Pertemuan pribadi dengan Tuhanlah yang mengubah Paulus dari penganiaya jemaat menjadi pemberita Injil sejati. Kita juga harus demikian. Jangan mengandalkan dan meniru para tokoh gereja atau pengabar Injil semata-mata. Kita boleh meneladani hal-hal yang baik dari mereka, namun hal-hal itu tidak boleh menggantikan hubungan pribadi kita dengan Tuhan dalam doa dan firman.
 
EFEKTIVITAS PEMBERITAAN INJIL TIDAK BERGANTUNG PADA KEHEBATAN KATA-KATA, TETAPI PADA OTORITAS ALLAH PADA SI PEMBERITA INJIL DAN PADA HIDUPNYA YANG SUDAH DIUBAHKAN.
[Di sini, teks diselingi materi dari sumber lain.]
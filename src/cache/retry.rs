//! Retrying Fetcher Module
//!
//! Runs a producer with bounded exponential-backoff retry.

use std::fmt::Display;
use std::future::Future;
use std::time::Duration;

use tracing::warn;

// == Retry Policy ==
/// How many times to retry and how long to wait in between.
#[derive(Debug, Clone, Copy, PartialEq, Eq)]
pub struct RetryPolicy {
    /// Retries after the first attempt; 0 means a single attempt
    pub max_retries: u32,
    /// Delay before the first retry, doubled for each further retry
    pub base_backoff_ms: u64,
}

impl RetryPolicy {
    pub fn new(max_retries: u32, base_backoff_ms: u64) -> Self {
        Self {
            max_retries,
            base_backoff_ms,
        }
    }

    // == Backoff ==
    /// Delay after failed attempt number `attempt` (0-based): `base * 2^attempt`.
    pub fn backoff(&self, attempt: u32) -> Duration {
        let factor = 1u64.checked_shl(attempt).unwrap_or(u64::MAX);
        Duration::from_millis(self.base_backoff_ms.saturating_mul(factor))
    }
}

impl Default for RetryPolicy {
    fn default() -> Self {
        Self {
            max_retries: 2,
            base_backoff_ms: 1000,
        }
    }
}

// == Fetch With Retry ==
/// Calls `producer` until it succeeds or the retries run out.
///
/// The error of the last attempt is returned as is. The producer is called
/// at most `max_retries + 1` times.
pub async fn fetch_with_retry<T, E, F, Fut>(mut producer: F, policy: RetryPolicy) -> Result<T, E>
where
    F: FnMut() -> Fut,
    Fut: Future<Output = Result<T, E>>,
    E: Display,
{
    let mut attempt: u32 = 0;

    loop {
        match producer().await {
            Ok(value) => return Ok(value),
            Err(err) if attempt < policy.max_retries => {
                let delay = policy.backoff(attempt);
                warn!(
                    attempt = attempt + 1,
                    delay_ms = delay.as_millis() as u64,
                    error = %err,
                    "Fetch failed, retrying"
                );
                tokio::time::sleep(delay).await;
                attempt += 1;
            }
            Err(err) => {
                warn!(attempts = attempt + 1, error = %err, "Fetch failed, retries exhausted");
                return Err(err);
            }
        }
    }
}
Sumber: http://www.sabda.org/publikasi/e-sh/2005/06/05

Selasa, 05 Mei 2015
KEBENARAN HARUS DIBELA (Galatia 1:11-24)
Bagaimana perasaan Anda jika dituduh bersalah padahal Anda melakukan hal yang benar? Apakah Anda berusaha mengemukakan kebenaran atau membiarkannya begitu saja?
Rasul Paulus menghasilkan buah pemberitaan Injil dengan mendirikan sebuah jemaat di Galatia (Kis 13-14). Seharusnya Rasul Paulus dipuji dan dihargai karena hal itu, tetapi justru kritikanlah yang muncul. Setelah Rasul Paulus mendirikan jemaat di Galatia, berita Injil yang dia sampaikan serta jabatan kerasulannya diserang oleh kelompok-kelompok Yahudi yang berusaha mengacaukan iman jemaat Galatia. Kelompok Yahudi itu berusaha memaksa jemaat di Galatia untuk disunatkan dan menerima Taurat Musa sebagai syarat agar mereka diselamatkan dan diterima dalam persekutuan orang percaya (7). Mereka juga menuduh Paulus sebagai orang yang tidak termasuk kelompok rasul yang asli, dan karena itu tidak memiliki wibawa rasuli (1, 7, 12). Maka menurut mereka, pemberitaan Paulus menyimpang dan tidak sah (9).Tentu saja bagi Paulus, tuduhan ini terasa mengganggu proses pemberitaan Injil yang dia lakukan. Apalagi jemaat Galatia yang baru bertumbuh sangat mudah memercayai hal-hal yang masuk akal (6-7). Oleh sebab itu, Rasul Paulus mematahkan kritikan dan keraguan yang ditujukan kepadanya dengan menegaskan bahwa Injil yang dia beritakan bukanlah Injil yang berasal dari pengajaran manusia (11-12), melainkan Injil yang diterima melalui penyataan Yesus Kristus (12). Kristus sendirilah yang memilih dan memerintah dia untuk memberitakan Injil kepada bangsa-bangsa lain (15-16). Rasul Paulus dengan tegas memproklamirkan bahwa Injil yang dia beritakan adalah kebenaran (20) dan jabatan kerasulannya dapat dipertanggungjawabkan di hadapan Allah (1) dan manusia (18-19). 
Jika Paulus tetap berdiri diatas kebenaran dan berusaha untuk memperjuangkan tuduhan palsu yang dilontarkan terhadap dia, apakah kita juga memiliki keberanian untuk mempertahankan kebenaran dan berusaha memperjuangkannya?
   
BERSAMA DENGAN TUHAN YESUS KITA DIMAMPUKAN UNTUK BERJUANG MEMBELA DAN MEMPERTAHANKAN KEBENARAN INJIL SEJATI!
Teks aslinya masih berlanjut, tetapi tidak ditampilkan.